When a bottom quark and an anti-bottom quark are pulled together by the strong force, they form a quark "atom"—much like an electron and a proton come together under the electromagnetic force to create a hydrogen atom. This bottom quark "atom," the ηb, can be excited to various higher-energy states, from the first excited state (called the "Upsilon(1S)") to the even higher states ("Upsilon(2S)," "Upsilon(3S)" and so on).

To determine the ground state, the BaBar collaboration gathered data in which the collision of an electron and a positron created a bottom quark and anti-bottom quark bound pair in the Upsilon(3S) state that in turn decayed by emitting a gamma ray and leaving behind the ηb ground state, which then decayed into still more particles. As this sequence of events occurred just once in every two or three thousand Upsilon(3S) decays in the BaBar detector, the collaboration needed to collect more than 100 million collisions in which the Upsilon(3S) state was created to ensure a precise measurement of the ηb.

"This very significant observation was made possible by the tremendous luminosity of the PEP-II accelerator and the great precision of the BaBar detector, which was so well calibrated over the BaBar experiment's 8-plus years of operation," said BaBar Spokesperson Hassan Jawahery, a physics professor at the University of Maryland. "These results were highly sought after for over 30 years and will have an important impact on our understanding of the strong interactions."

To make the observation even more difficult, experimentalists had to battle very high levels of background noise. Some of that is due to other decay processes that involve the Upsilon(1S) state, which has a similar energy and needs to be isolated from the signal to detect the ηb.

The motion of the bottom quark and anti-bottom quark within the ηb is slightly different from that of the Upsilon(1S)—due to the role of spin in quark interactions—and that introduces a very slight difference in energy between the particles. This slight split—known as "hyperfine splitting"—between the Upsilon(1S) and the ηb has been seen in other systems before, including the charm quark system, but this is the first time it has ever been observed in the bottom quark system. The hyperfine splitting is so small that the experimenters had to go to extraordinary lengths to definitively discover the ηb.
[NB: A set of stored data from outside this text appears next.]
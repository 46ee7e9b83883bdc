//! Metadata orchestrator
//!
//! One linear pipeline per invocation: validate input, read the dataset,
//! assemble the record, then export XML, thumbnail and PDF in that order.
//! Export failures are isolated per artifact and collected in the report.

use chrono::{DateTime, Utc};
use std::fs;
use std::io::Write;
use std::path::Path;

use crate::error::{MetadataError, Result};
use crate::models::{
    ArtifactKind, ArtifactOutcome, ArtifactPaths, ArtifactStatus, BrowseGraphic, DatasetReference,
    DatasetType, GenerationReport, RecordInput, ThumbnailOptions,
};
use crate::naming::OutputNaming;
use crate::ports::{MetadataSerializer, RasterInspector};
use crate::profile::OrganizationProfile;

/// Validated input of one run, resolved without touching the dataset
#[derive(Debug, Clone, PartialEq, Eq)]
pub struct GenerationPlan {
    pub dataset_type: DatasetType,
    pub base_name: String,
    pub paths: ArtifactPaths,
}

pub struct MetadataOrchestrator<I, S> {
    inspector: I,
    serializer: S,
    profile: OrganizationProfile,
    naming: OutputNaming,
    thumbnail: ThumbnailOptions,
}

impl<I, S> MetadataOrchestrator<I, S>
where
    I: RasterInspector,
    S: MetadataSerializer,
{
    /// Create an orchestrator; the profile is validated once here
    pub fn new(inspector: I, serializer: S, profile: OrganizationProfile) -> Result<Self> {
        profile.validate()?;
        Ok(Self {
            inspector,
            serializer,
            profile,
            naming: OutputNaming::beside_input(),
            thumbnail: ThumbnailOptions::default(),
        })
    }

    pub fn with_naming(mut self, naming: OutputNaming) -> Self {
        self.naming = naming;
        self
    }

    pub fn with_thumbnail_options(mut self, options: ThumbnailOptions) -> Self {
        self.thumbnail = options;
        self
    }

    pub fn naming(&self) -> &OutputNaming {
        &self.naming
    }

    pub fn profile(&self) -> &OrganizationProfile {
        &self.profile
    }

    pub fn inspector(&self) -> &I {
        &self.inspector
    }

    pub fn serializer(&self) -> &S {
        &self.serializer
    }

    /// Validate the input and resolve output paths
    pub fn plan(&self, dataset_path: &Path, dataset_type: &str) -> Result<GenerationPlan> {
        if dataset_path.as_os_str().is_empty() {
            return Err(MetadataError::invalid_input("dataset path is empty"));
        }
        let dataset_type: DatasetType = dataset_type.parse()?;
        let base_name = OutputNaming::base_name(dataset_path)?;
        let paths = self.naming.paths_for(dataset_path, self.thumbnail.format)?;

        Ok(GenerationPlan { dataset_type, base_name, paths })
    }

    /// Generate the three artifacts for a dataset
    pub fn generate(&self, dataset_path: &Path, dataset_type: &str) -> Result<GenerationReport> {
        self.generate_at(dataset_path, dataset_type, Utc::now())
    }

    /// Generate with a fixed generation timestamp
    pub fn generate_at(
        &self,
        dataset_path: &Path,
        dataset_type: &str,
        generated_at: DateTime<Utc>,
    ) -> Result<GenerationReport> {
        let span = tracing::info_span!("generate", dataset = %dataset_path.display());
        let _guard = span.enter();

        let plan = self.plan(dataset_path, dataset_type)?;

        let as_read_error = |e: MetadataError| match e {
            MetadataError::DatasetRead { .. } => e,
            other => MetadataError::dataset_read(dataset_path, other),
        };
        let mut raster = self.inspector.open(dataset_path).map_err(as_read_error)?;
        let properties = self.inspector.read_properties(&mut raster).map_err(as_read_error)?;

        let preview_edge = self.thumbnail.max_edge.saturating_mul(2).max(1);
        let preview = self.inspector.read_preview(&mut raster, preview_edge);
        if let Err(e) = &preview {
            tracing::warn!("Preview unavailable, thumbnail will fail: {}", e);
        }

        let dataset = DatasetReference {
            path: dataset_path.to_path_buf(),
            base_name: plan.base_name.clone(),
            dataset_type: plan.dataset_type,
            properties,
        };
        warn_on_type_mismatch(&dataset);

        let browse_graphic = preview.is_ok().then(|| BrowseGraphic {
            file_name: file_name(&plan.paths.thumbnail),
            description: format!("Thumbnail of {}", dataset.base_name),
            file_type: self.thumbnail.format.mime_type().to_string(),
        });

        let record = self.serializer.populate(RecordInput {
            dataset: &dataset,
            profile: &self.profile,
            value_range: preview.as_ref().ok().and_then(|p| p.value_range()),
            browse_graphic: browse_graphic.as_ref(),
            generated_at,
        })?;

        fs::create_dir_all(plan.paths.directory())?;

        let mut outcomes = Vec::with_capacity(ArtifactKind::ALL.len());
        for kind in ArtifactKind::ALL {
            let path = plan.paths.path(kind);
            let rendered = match kind {
                ArtifactKind::Xml => self.serializer.to_xml(&record),
                ArtifactKind::Thumbnail => match &preview {
                    Ok(preview) => self.serializer.to_thumbnail(&record, preview, &self.thumbnail),
                    Err(e) => Err(MetadataError::export(kind, format!("preview unavailable: {}", e))),
                },
                ArtifactKind::Pdf => self.serializer.to_pdf(&record),
            };

            let status = match rendered.and_then(|bytes| write_artifact(kind, path, &bytes)) {
                Ok(bytes) => {
                    tracing::info!("Wrote {} ({} bytes) to {}", kind, bytes, path.display());
                    ArtifactStatus::Written { bytes }
                }
                Err(e) => {
                    let message = failure_message(e);
                    tracing::warn!("Failed to export {}: {}", kind, message);
                    remove_stale(path);
                    ArtifactStatus::Failed { message }
                }
            };

            outcomes.push(ArtifactOutcome { kind, path: path.to_path_buf(), status });
        }

        let report = GenerationReport {
            dataset: dataset.path,
            dataset_type: dataset.dataset_type,
            base_name: dataset.base_name,
            outcomes,
        };

        if report.written().is_empty() {
            return Err(MetadataError::GenerationFailed { failures: report.failures() });
        }

        Ok(report)
    }
}

/// Write through a temporary file so a reported path is always complete
fn write_artifact(kind: ArtifactKind, path: &Path, bytes: &[u8]) -> Result<u64> {
    if bytes.is_empty() {
        return Err(MetadataError::export(kind, "exporter produced no data"));
    }

    let dir = path.parent().filter(|p| !p.as_os_str().is_empty()).unwrap_or_else(|| Path::new("."));
    let mut tmp = tempfile::NamedTempFile::new_in(dir)?;
    tmp.write_all(bytes)?;
    tmp.persist(path).map_err(|e| MetadataError::Io(e.error))?;

    Ok(bytes.len() as u64)
}

/// Drop an artifact left by an earlier run so it cannot pass for current output
fn remove_stale(path: &Path) {
    if path.is_file() {
        match fs::remove_file(path) {
            Ok(()) => tracing::info!("Removed stale {}", path.display()),
            Err(e) => tracing::warn!("Could not remove stale {}: {}", path.display(), e),
        }
    }
}

fn failure_message(err: MetadataError) -> String {
    match err {
        MetadataError::Export { reason, .. } => reason,
        other => other.to_string(),
    }
}

fn file_name(path: &Path) -> String {
    path.file_name().map(|n| n.to_string_lossy().into_owned()).unwrap_or_default()
}

fn warn_on_type_mismatch(dataset: &DatasetReference) {
    let props = &dataset.properties;
    match dataset.dataset_type {
        DatasetType::Terrain if props.band_count > 1 => tracing::warn!(
            "{} has {} bands but is tagged as a terrain model",
            dataset.base_name,
            props.band_count
        ),
        DatasetType::Orthoimage if props.band_count == 1 && props.sample_format.starts_with("float") => {
            tracing::warn!(
                "{} is a single floating-point band but is tagged as an orthoimage",
                dataset.base_name
            )
        }
        _ => {}
    }
}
"Because the bottom quark is heavier than the charm quark, it offers theoretical physicists a more powerful handle for understanding the phenomena," said BaBar Physics Analysis Coordinator Soeren Prell, a physics professor at Iowa State University. Paradoxically, measurements of the heaviest quarks (the bottom is second heaviest, only behind the top quark), though hardest to observe, give some of the most precise measurements of the fundamental properties of the strong force.

The BaBar collaboration expects to release further results from its most recent data collection run over the next few months.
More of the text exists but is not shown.